Stored data entries:
+ + +

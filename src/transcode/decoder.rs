//! Packet to frame decoding
//!
//! [`AudioDecoder`] turns the packets of one stream into raw frames and keeps
//! count of what happened along the way. Packets the codec rejects as corrupt
//! are skipped. Frames still held inside the codec when input runs out are
//! collected by [`AudioDecoder::finish`].

use ffmpeg_next as ffmpeg;

use ffmpeg::codec::threading;
use ffmpeg::format::stream::Stream;
use ffmpeg::util::frame::Audio;

use crate::error::{FfmpegError, Result};

/// Counters from one pass over the source
#[derive(Debug, Clone, Copy, Default, PartialEq, Eq)]
pub struct DecodeStats {
    pub packets_read: u64,
    pub packets_skipped: u64,
    pub frames_decoded: u64,
    /// Frames released by the end-of-stream flush
    pub frames_flushed: u64,
}

/// Whether FFmpeg can decode `stream`
pub fn can_decode(stream: &Stream) -> bool {
    ffmpeg::decoder::find(stream.parameters().id()).is_some()
}

/// Decoder for the selected audio stream
pub struct AudioDecoder {
    codec: ffmpeg::decoder::Audio,
    stream_index: usize,
    stats: DecodeStats,
}

impl AudioDecoder {
    /// Open a decoder configured from the stream's codec parameters.
    ///
    /// `threads > 1` enables frame threading for codecs that support it;
    /// 0 leaves FFmpeg's default.
    pub fn open(stream: &Stream, threads: usize) -> Result<Self> {
        let stream_index = stream.index();
        let create_failed = |e: ffmpeg::Error| {
            FfmpegError::DecoderCreate(format!("stream {}: {}", stream_index, e))
        };

        let mut context =
            ffmpeg::codec::Context::from_parameters(stream.parameters()).map_err(create_failed)?;
        if threads > 0 {
            context.set_threading(threading::Config {
                kind: threading::Type::Frame,
                count: threads,
                ..Default::default()
            });
        }
        let codec = context.decoder().audio().map_err(create_failed)?;

        Ok(Self {
            codec,
            stream_index,
            stats: DecodeStats::default(),
        })
    }

    /// Decode one packet, handing every frame it completes to `on_frame`.
    ///
    /// A packet the codec reports as invalid is counted and skipped.
    pub fn decode<F>(&mut self, packet: &ffmpeg::Packet, on_frame: &mut F) -> Result<()>
    where
        F: FnMut(Audio) -> Result<()>,
    {
        self.stats.packets_read += 1;
        match self.codec.send_packet(packet) {
            Ok(()) => {}
            Err(ffmpeg::Error::InvalidData) => {
                self.skip(packet.pts());
                return Ok(());
            }
            Err(e) => return Err(self.failed("send_packet", e)),
        }
        self.drain(false, on_frame)
    }

    /// Signal end of input and deliver the frames the codec was holding.
    pub fn finish<F>(&mut self, on_frame: &mut F) -> Result<()>
    where
        F: FnMut(Audio) -> Result<()>,
    {
        match self.codec.send_eof() {
            Ok(()) | Err(ffmpeg::Error::Eof) => {}
            Err(e) => return Err(self.failed("send_eof", e)),
        }
        self.drain(true, on_frame)
    }

    fn drain<F>(&mut self, flushing: bool, on_frame: &mut F) -> Result<()>
    where
        F: FnMut(Audio) -> Result<()>,
    {
        loop {
            let mut frame = Audio::empty();
            match self.codec.receive_frame(&mut frame) {
                Ok(()) => {
                    self.stats.frames_decoded += 1;
                    if flushing {
                        self.stats.frames_flushed += 1;
                    }
                    on_frame(frame)?;
                }
                Err(ffmpeg::Error::Other { errno }) if errno == ffmpeg::error::EAGAIN => {
                    return Ok(())
                }
                Err(ffmpeg::Error::Eof) => return Ok(()),
                // the codec dropped the packet it was working on
                Err(ffmpeg::Error::InvalidData) => self.skip(None),
                Err(e) => return Err(self.failed("receive_frame", e)),
            }
        }
    }

    fn skip(&mut self, pts: Option<i64>) {
        self.stats.packets_skipped += 1;
        tracing::debug!(
            stream_index = self.stream_index,
            pts = ?pts,
            skipped = self.stats.packets_skipped,
            "skipping undecodable packet"
        );
    }

    fn failed(&self, call: &str, e: ffmpeg::Error) -> crate::error::ConvertError {
        FfmpegError::DecodePacket(format!("{} on stream {}: {}", call, self.stream_index, e))
            .into()
    }

    pub fn stats(&self) -> DecodeStats {
        self.stats
    }

    pub fn stream_index(&self) -> usize {
        self.stream_index
    }

    pub fn sample_rate(&self) -> u32 {
        self.codec.rate()
    }

    pub fn channels(&self) -> u16 {
        self.codec.channels()
    }

    pub fn format(&self) -> ffmpeg::util::format::sample::Sample {
        self.codec.format()
    }

    pub fn channel_layout(&self) -> ffmpeg::util::channel_layout::ChannelLayout {
        self.codec.channel_layout()
    }
}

+ + +

| Your task |
Every line of the data that includes the word "FfmpegError" should be copied.

| Exercise solution |
use crate::error::{FfmpegError, Result};
            FfmpegError::DecoderCreate(format!("stream {}: {}", stream_index, e))
        FfmpegError::DecodePacket(format!("{} on stream {}: {}", call, self.stream_index, e))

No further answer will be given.